Saturday, October 25, 2008

In support of my economic theory in yesterday's post, I offer the following from an interview with Paul Volcker on Charlie Rose:
"It seems to me what our nation needs is more civil engineers and electrical engineers and fewer financial engineers."

The following is from an article describing "a decade of descent" in Bloggingstocks.com:
And there you have it -- the United States' decade of descent, in a nutshell. Volcker's observation speaks volumes about where the United States economy -- and the nation, at large, for that matter -- is today.
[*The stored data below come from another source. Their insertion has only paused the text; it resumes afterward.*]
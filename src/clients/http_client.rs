//! HTTP client for Webflow API communication.
//!
//! This module provides the [`HttpClient`] type, the single point of outbound
//! traffic for the SDK. It attaches authentication and version headers,
//! decodes JSON bodies, and turns every non-200 status into an [`ApiError`].

use std::collections::HashMap;
use std::sync::{Mutex, PoisonError};

use reqwest::StatusCode;
use serde_json::Value;

use crate::clients::errors::{ApiError, HttpError};
use crate::clients::http_request::{HttpMethod, HttpRequest};
use crate::clients::http_response::{HttpResponse, PaginationInfo};
use crate::config::WebflowConfig;
use crate::error::DecodingError;

/// SDK version from Cargo.toml.
pub const SDK_VERSION: &str = env!("CARGO_PKG_VERSION");

/// HTTP client for making requests to the Webflow API.
///
/// The client handles:
/// - URL construction from the configured base URL
/// - Default headers: bearer token, `Accept`, `accept-version`, `User-Agent`
/// - JSON decoding, with an empty body read as `{}`
/// - Recording the last request and last decoded result
///
/// Only status 200 counts as success. There is no retry or backoff.
///
/// # Thread Safety
///
/// `HttpClient` is `Send + Sync`. The last-request and last-result slots are
/// overwritten by every call, so concurrent callers observe whichever call
/// finished last.
///
/// # Example
///
/// ```rust,no_run
/// use webflow_api::{ApiToken, WebflowConfig};
/// use webflow_api::clients::HttpClient;
///
/// # async fn run() -> Result<(), Box<dyn std::error::Error>> {
/// let config = WebflowConfig::builder()
///     .token(ApiToken::new("token")?)
///     .build()?;
/// let client = HttpClient::new(&config)?;
///
/// let sites = client.get("/sites", Vec::new()).await?;
/// println!("{sites}");
/// # Ok(())
/// # }
/// ```
#[derive(Debug)]
pub struct HttpClient {
    client: reqwest::Client,
    base_url: String,
    default_headers: HashMap<String, String>,
    last_request: Mutex<Option<HttpRequest>>,
    last_result: Mutex<Option<Value>>,
}

// Verify HttpClient is Send + Sync at compile time
const _: fn() = || {
    const fn assert_send_sync<T: Send + Sync>() {}
    assert_send_sync::<HttpClient>();
};

impl HttpClient {
    /// Creates a new HTTP client from the given configuration.
    ///
    /// # Errors
    ///
    /// Returns [`HttpError::Network`] if the underlying TLS client cannot be
    /// initialized.
    pub fn new(config: &WebflowConfig) -> Result<Self, HttpError> {
        let client = reqwest::Client::builder().use_rustls_tls().build()?;
        Ok(Self::with_client(config, client))
    }

    /// Creates a new HTTP client around an existing `reqwest::Client`.
    ///
    /// Use this to share a connection pool or to supply a client with custom
    /// timeouts or proxies.
    #[must_use]
    pub fn with_client(config: &WebflowConfig, client: reqwest::Client) -> Self {
        let user_agent_prefix = config
            .user_agent_prefix()
            .map_or(String::new(), |prefix| format!("{prefix} | "));
        let user_agent = format!("{user_agent_prefix}Webflow API Rust SDK v{SDK_VERSION}");

        let mut default_headers = HashMap::new();
        default_headers.insert(
            "Authorization".to_string(),
            format!("Bearer {}", config.token().as_ref()),
        );
        default_headers.insert("Accept".to_string(), "application/json".to_string());
        default_headers.insert(
            "accept-version".to_string(),
            config.api_version().to_string(),
        );
        default_headers.insert("User-Agent".to_string(), user_agent);

        Self {
            client,
            base_url: config.base_url().as_ref().to_string(),
            default_headers,
            last_request: Mutex::new(None),
            last_result: Mutex::new(None),
        }
    }

    /// Returns the base URL requests are sent to.
    #[must_use]
    pub fn base_url(&self) -> &str {
        &self.base_url
    }

    /// Returns the default headers for this client.
    #[must_use]
    pub const fn default_headers(&self) -> &HashMap<String, String> {
        &self.default_headers
    }

    /// Returns a copy of the most recent request, if any.
    #[must_use]
    pub fn last_request(&self) -> Option<HttpRequest> {
        self.last_request
            .lock()
            .unwrap_or_else(PoisonError::into_inner)
            .clone()
    }

    /// Returns a copy of the most recently decoded response body, if any.
    ///
    /// Non-200 responses are recorded too; a body that was not JSON is
    /// recorded as `Value::Null`.
    #[must_use]
    pub fn last_result(&self) -> Option<Value> {
        self.last_result
            .lock()
            .unwrap_or_else(PoisonError::into_inner)
            .clone()
    }

    /// Returns the pagination fields of the last result, if present.
    #[must_use]
    pub fn pagination(&self) -> Option<PaginationInfo> {
        self.last_result
            .lock()
            .unwrap_or_else(PoisonError::into_inner)
            .as_ref()
            .and_then(PaginationInfo::from_body)
    }

    /// Returns `true` if the last result reports records beyond its page.
    ///
    /// Returns `false` when the last result lacks any of `total`, `limit`
    /// or `offset`.
    #[must_use]
    pub fn has_next_page(&self) -> bool {
        self.pagination()
            .is_some_and(|info| info.has_next_page())
    }

    /// Sends a GET request with ordered query parameters.
    ///
    /// # Errors
    ///
    /// See [`request`](Self::request).
    pub async fn get(&self, path: &str, query: Vec<(String, String)>) -> Result<Value, HttpError> {
        let request = HttpRequest::builder(HttpMethod::Get, path)
            .query(query)
            .build()?;
        Ok(self.request(request).await?.body)
    }

    /// Sends a POST request with a JSON body.
    ///
    /// # Errors
    ///
    /// See [`request`](Self::request).
    pub async fn post(&self, path: &str, body: Value) -> Result<Value, HttpError> {
        self.send_with_body(HttpMethod::Post, path, body, Vec::new())
            .await
    }

    /// Sends a PUT request with a JSON body.
    ///
    /// # Errors
    ///
    /// See [`request`](Self::request).
    pub async fn put(&self, path: &str, body: Value) -> Result<Value, HttpError> {
        self.send_with_body(HttpMethod::Put, path, body, Vec::new())
            .await
    }

    /// Sends a PATCH request with a JSON body.
    ///
    /// # Errors
    ///
    /// See [`request`](Self::request).
    pub async fn patch(&self, path: &str, body: Value) -> Result<Value, HttpError> {
        self.send_with_body(HttpMethod::Patch, path, body, Vec::new())
            .await
    }

    /// Sends a DELETE request with ordered query parameters.
    ///
    /// # Errors
    ///
    /// See [`request`](Self::request).
    pub async fn delete(
        &self,
        path: &str,
        query: Vec<(String, String)>,
    ) -> Result<Value, HttpError> {
        let request = HttpRequest::builder(HttpMethod::Delete, path)
            .query(query)
            .build()?;
        Ok(self.request(request).await?.body)
    }

    /// Sends a request carrying a JSON body and query parameters.
    ///
    /// # Errors
    ///
    /// See [`request`](Self::request).
    pub async fn send_with_body(
        &self,
        method: HttpMethod,
        path: &str,
        body: Value,
        query: Vec<(String, String)>,
    ) -> Result<Value, HttpError> {
        let request = HttpRequest::builder(method, path)
            .body(body)
            .query(query)
            .build()?;
        Ok(self.request(request).await?.body)
    }

    /// Sends an HTTP request to the Webflow API.
    ///
    /// # Errors
    ///
    /// Returns [`HttpError`] if:
    /// - Request validation fails (`InvalidRequest`)
    /// - A network error occurs (`Network`)
    /// - The status is anything but 200 (`Api`)
    /// - A 200 response body is not valid JSON (`Decoding`)
    pub async fn request(&self, request: HttpRequest) -> Result<HttpResponse, HttpError> {
        request.verify()?;

        let url = format!("{}{}", self.base_url, request.path);
        *self
            .last_request
            .lock()
            .unwrap_or_else(PoisonError::into_inner) = Some(request.clone());
        // Cleared up front so a network failure leaves no stale result behind.
        *self
            .last_result
            .lock()
            .unwrap_or_else(PoisonError::into_inner) = None;

        tracing::debug!(
            method = %request.http_method,
            path = %request.path,
            query = %request.query_string(),
            "Sending Webflow API request"
        );

        let mut req_builder = match request.http_method {
            HttpMethod::Get => self.client.get(&url),
            HttpMethod::Post => self.client.post(&url),
            HttpMethod::Put => self.client.put(&url),
            HttpMethod::Patch => self.client.patch(&url),
            HttpMethod::Delete => self.client.delete(&url),
        };

        for (key, value) in &self.default_headers {
            req_builder = req_builder.header(key, value);
        }

        if !request.query.is_empty() {
            req_builder = req_builder.query(&request.query);
        }

        if let Some(body) = &request.body {
            req_builder = req_builder
                .header("Content-Type", "application/json")
                .body(body.to_string());
        }

        let res = req_builder.send().await?;

        let status = res.status();
        let res_headers = Self::parse_response_headers(res.headers());
        let body_text = res.text().await?;

        tracing::debug!(status = status.as_u16(), path = %request.path, "Received Webflow API response");

        let parsed = Self::parse_body(&body_text);
        *self
            .last_result
            .lock()
            .unwrap_or_else(PoisonError::into_inner) =
            Some(parsed.as_ref().map_or(Value::Null, Clone::clone));

        if status != StatusCode::OK {
            tracing::warn!(
                status = status.as_u16(),
                method = %request.http_method,
                path = %request.path,
                "Webflow API request failed"
            );
            return Err(HttpError::Api(ApiError {
                status: status.as_u16(),
                reason: status
                    .canonical_reason()
                    .unwrap_or("Unknown Status")
                    .to_string(),
                body: parsed.ok(),
            }));
        }

        let body = parsed.map_err(DecodingError::InvalidJson)?;
        Ok(HttpResponse::new(status.as_u16(), res_headers, body))
    }

    fn parse_body(text: &str) -> Result<Value, serde_json::Error> {
        if text.trim().is_empty() {
            Ok(Value::Object(serde_json::Map::new()))
        } else {
            serde_json::from_str(text)
        }
    }

    fn parse_response_headers(
        headers: &reqwest::header::HeaderMap,
    ) -> HashMap<String, Vec<String>> {
        let mut result: HashMap<String, Vec<String>> = HashMap::new();
        for (name, value) in headers {
            let key = name.as_str().to_lowercase();
            let value = value.to_str().unwrap_or_default().to_string();
            result.entry(key).or_default().push(value);
        }
        result
    }
}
For reasons that historians will undoubtedly debate for decades (globalization, automation, flawed public policies, inadequate regulations, overconsumption, the availability of foreign capital, greed) the United States embarked on a financing boom -- creating an increasing array of creative and untenable mortgage types, accompanied by an equally problematic set of mortgage backed securities. It generated an unsustainable housing bubble, which ended as all bubbles do -- badly -- triggering the global financial crisis.

And yet, all the while, as Volcker observed, public investment in infrastructure -- the physical backbone of the economy, of the nation, really -- declined. That infrastructure is now in a state of disrepair. The nation's schools, hospitals, roads/bridges/mass transit systems/air travel system and even our electric grid are inadequate to meet the nation's current requirements, let alone the requirements of an expanding, vibrant, dynamic, twenty-first century economy.
Our decision in 1916 (Smith-Hughes Act) to follow the advice of former Princeton University President Woodrow Wilson and separate the education of the hand from the "liberal education" of the nation's elite has come home to roost. We have hedge fund managers that can't turn a screw and financial managers and CEOs who let American manufacturing go down the toilet they can't fix.

And this leads me to the second part of my economic hypothesis:
Students will invest their lives and their educations only in economic sectors they understand and value.
By failing to offer a wide range of educational experiences to all students we have pushed our nation toward economic collapse.

In the meantime, the Mad Hatter Ball was fun. My hat was rather hard for the photographer from the Arkansas Democrat Gazette to get on film as it made me about 8 feet tall. And we raised some cash for craft education despite the gloomy economic conditions.